The Bacillus subtilis US191 strain producing highly thermostable β‐mannanase was previously selected as potential probiotic candidate for application as feed supplement in poultry industry. Initially, the level of extracellular β‐mannanase production by this strain was 1.48 U ml −1 . To improve this enzyme titer, the present study was undertaken to optimize the fermentation conditions through experimental designs and valorization of agro‐industrial byproducts. Using the Plackett–Burman design, in submerged fermentation, a set of 14 culture variables was evaluated in terms of their effects on β‐mannanase production. Locust bean gum (LBG), soymeal, temperature, and inoculum size were subsequently optimized by response surface methodology using Box–Behnken design.

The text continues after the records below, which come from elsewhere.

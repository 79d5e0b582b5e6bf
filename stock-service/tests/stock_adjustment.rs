
use stock_service::outcome::AdjustedLine;
use stock_service::store::{FaultPoint, StoreFault};
use stock_service::{normalize, AdjustmentError, AdjustmentOutcome, FailureKind, ProductId, StockOperation};
use test_utils::{items, seeded_controller};

const A: i64 = 1;
const B: i64 = 2;

#[tokio::test]
async fn decrement_success_updates_stock() {
    let (store, controller) = seeded_controller(&[(A, 5)]).await;
    let outcome = controller.adjust_stock(StockOperation::Decrement, &items(&[(A, 3)])).await;
    match outcome {
        AdjustmentOutcome::Success(receipt) => {
            assert_eq!(receipt.operation, StockOperation::Decrement);
            assert_eq!(
                receipt.lines,
                vec![AdjustedLine { product_id: ProductId(A), quantity: 3, stock_before: 5, stock_after: 2 }]
            );
        }
        other => panic!("expected success, got {other:?}"),
    }
    assert_eq!(store.stock_of(ProductId(A)).await, Some(2));
}

#[tokio::test]
async fn shortfall_on_one_item_leaves_every_item_untouched() {
    let (store, controller) = seeded_controller(&[(A, 5), (B, 5)]).await;
    let outcome = controller.adjust_stock(StockOperation::Decrement, &items(&[(A, 3), (B, 10)])).await;
    match outcome {
        AdjustmentOutcome::Failure(f) => {
            assert_eq!(f.kind, FailureKind::InsufficientStock);
            assert_eq!(f.product_id, Some(ProductId(B)));
            assert_eq!(f.details.available, Some(5));
            assert_eq!(f.details.requested, Some(10));
        }
        other => panic!("expected failure, got {other:?}"),
    }
    assert_eq!(store.stock_of(ProductId(A)).await, Some(5));
    assert_eq!(store.stock_of(ProductId(B)).await, Some(5));
}

#[tokio::test]
async fn duplicate_lines_are_checked_against_combined_quantity() {
    let (store, controller) = seeded_controller(&[(A, 5)]).await;
    let outcome = controller.adjust_stock(StockOperation::Decrement, &items(&[(A, 3), (A, 3)])).await;
    assert_eq!(outcome.failure_kind(), Some(FailureKind::InsufficientStock));
    assert_eq!(store.stock_of(ProductId(A)).await, Some(5));

    let outcome = controller.adjust_stock(StockOperation::Decrement, &items(&[(A, 2), (A, 3)])).await;
    assert!(outcome.is_success());
    assert_eq!(store.stock_of(ProductId(A)).await, Some(0));
}

#[tokio::test]
async fn restore_is_unconditional() {
    let (store, controller) = seeded_controller(&[(A, 0)]).await;
    let outcome = controller.adjust_stock(StockOperation::Restore, &items(&[(A, 3)])).await;
    assert!(outcome.is_success(), "{outcome:?}");
    assert_eq!(store.stock_of(ProductId(A)).await, Some(3));
}

#[tokio::test]
async fn missing_product_fails_whole_batch() {
    let (store, controller) = seeded_controller(&[(A, 5)]).await;
    for op in [StockOperation::Decrement, StockOperation::Restore] {
        match controller.adjust_stock(op, &items(&[(A, 1), (99, 1)])).await {
            AdjustmentOutcome::Failure(f) => {
                assert_eq!(f.kind, FailureKind::NotFound);
                assert_eq!(f.operation, op);
                assert_eq!(f.product_id, Some(ProductId(99)));
            }
            other => panic!("expected not found, got {other:?}"),
        }
    }
    assert_eq!(store.stock_of(ProductId(A)).await, Some(5));
}

#[tokio::test]
async fn empty_and_invalid_batches_are_rejected_before_the_store() {
    let (store, controller) = seeded_controller(&[(A, 5)]).await;
    store.inject_fault(FaultPoint::Begin, StoreFault::Unavailable("should not be reached".into())).await;

    let outcome = controller.adjust_stock(StockOperation::Decrement, &[]).await;
    assert_eq!(outcome.failure_kind(), Some(FailureKind::EmptyBatch));

    let outcome = controller.adjust_stock(StockOperation::Decrement, &items(&[(A, 1), (B, 0)])).await;
    assert_eq!(outcome.failure_kind(), Some(FailureKind::ValidationError));

    // The injected fault is still pending, so no transaction was opened.
    let outcome = controller.adjust_stock(StockOperation::Decrement, &items(&[(A, 1)])).await;
    assert_eq!(outcome.failure_kind(), Some(FailureKind::StoreError));
    assert_eq!(store.stock_of(ProductId(A)).await, Some(5));
}

#[tokio::test]
async fn repeated_failure_reports_identically() {
    let (_store, controller) = seeded_controller(&[(A, 5), (B, 1)]).await;
    let batch = items(&[(A, 2), (B, 4)]);
    let first = controller.adjust_stock(StockOperation::Decrement, &batch).await;
    let second = controller.adjust_stock(StockOperation::Decrement, &batch).await;
    assert_eq!(first.failure_kind(), Some(FailureKind::InsufficientStock));
    assert_eq!(first, second);
}

#[tokio::test]
async fn store_fault_mid_mutation_rolls_back() {
    let (store, controller) = seeded_controller(&[(A, 5), (B, 5)]).await;
    store.inject_fault(FaultPoint::Apply, StoreFault::Constraint("check violated".into())).await;
    // First apply fails; nothing from the batch may be visible.
    let outcome = controller.adjust_stock(StockOperation::Decrement, &items(&[(A, 1), (B, 1)])).await;
    match outcome {
        AdjustmentOutcome::Failure(f) => {
            assert_eq!(f.kind, FailureKind::StoreError);
            assert_eq!(f.details.fault, Some("internal"));
        }
        other => panic!("expected store error, got {other:?}"),
    }
    assert_eq!(store.stock_of(ProductId(A)).await, Some(5));
    assert_eq!(store.stock_of(ProductId(B)).await, Some(5));
}

#[tokio::test]
async fn failed_commit_is_a_store_error() {
    let (store, controller) = seeded_controller(&[(A, 5)]).await;
    store.inject_fault(FaultPoint::Commit, StoreFault::Unavailable("connection reset".into())).await;
    let outcome = controller.adjust_stock(StockOperation::Restore, &items(&[(A, 1)])).await;
    match outcome {
        AdjustmentOutcome::Failure(f) => {
            assert_eq!(f.kind, FailureKind::StoreError);
            assert_eq!(f.operation, StockOperation::Restore);
            assert_eq!(f.details.fault, Some("unavailable"));
            assert!(!f.message.contains("connection reset"));
        }
        other => panic!("expected store error, got {other:?}"),
    }
    assert_eq!(store.stock_of(ProductId(A)).await, Some(5));
}

#[tokio::test]
async fn deadlock_victim_is_retried() {
    let (store, controller) = seeded_controller(&[(A, 5)]).await;
    store.inject_fault(FaultPoint::Lock, StoreFault::Deadlock).await;
    let outcome = controller.adjust_stock(StockOperation::Decrement, &items(&[(A, 2)])).await;
    assert!(outcome.is_success(), "{outcome:?}");
    assert_eq!(store.stock_of(ProductId(A)).await, Some(3));
    assert_eq!(controller.metrics().transaction_retries.get(), 1);
}

#[tokio::test]
async fn retries_are_bounded() {
    let (store, controller) = seeded_controller(&[(A, 5)]).await;
    let controller = controller.with_max_attempts(2);
    for _ in 0..3 {
        store.inject_fault(FaultPoint::Begin, StoreFault::Serialization).await;
    }
    let batch = normalize(&items(&[(A, 2)])).unwrap();
    let err = controller.decrement(&batch).await.unwrap_err();
    assert_eq!(err, AdjustmentError::Store(StoreFault::Serialization));
    assert_eq!(controller.metrics().transaction_retries.get(), 1);
    assert_eq!(store.stock_of(ProductId(A)).await, Some(5));
}

#[tokio::test]
async fn outcomes_are_counted_by_kind() {
    let (_store, controller) = seeded_controller(&[(A, 1)]).await;
    controller.adjust_stock(StockOperation::Decrement, &items(&[(A, 1)])).await;
    controller.adjust_stock(StockOperation::Decrement, &items(&[(A, 1)])).await;
    controller.adjust_stock(StockOperation::Decrement, &items(&[(-1, 1)])).await;
    let counter = &controller.metrics().adjustments_total;
    assert_eq!(counter.with_label_values(&["decrement", "success"]).get(), 1);
    assert_eq!(counter.with_label_values(&["decrement", "insufficient_stock"]).get(), 1);
    assert_eq!(counter.with_label_values(&["decrement", "validation_error"]).get(), 1);
}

Under optimized conditions (1 g L −1 LBG, 8 g L −1 soymeal, temperature of 30°C and inoculum size of 10 10  CFU ml −1 ), a 2.59‐fold enhancement in β‐mannanase titer was achieved. Next, to decrease the enzyme production cost, the effect of partial substitution of LBG (1 g L −1 ) by agro‐industrial byproducts was investigated, and a Taguchi design was applied. This allowed the attaining of a β‐mannanase production level of 8.75 U ml −1 in presence of 0.25 g L −1 LBG, 5 g L −1 of coffee residue powder, 5 g L −1 of date seeds powder, and 5 g L −1 of prickly pear seeds powder as mannans sources. Overall, a 5.91‐fold improvement in β‐mannanase production by B. subtilis US191 was achieved.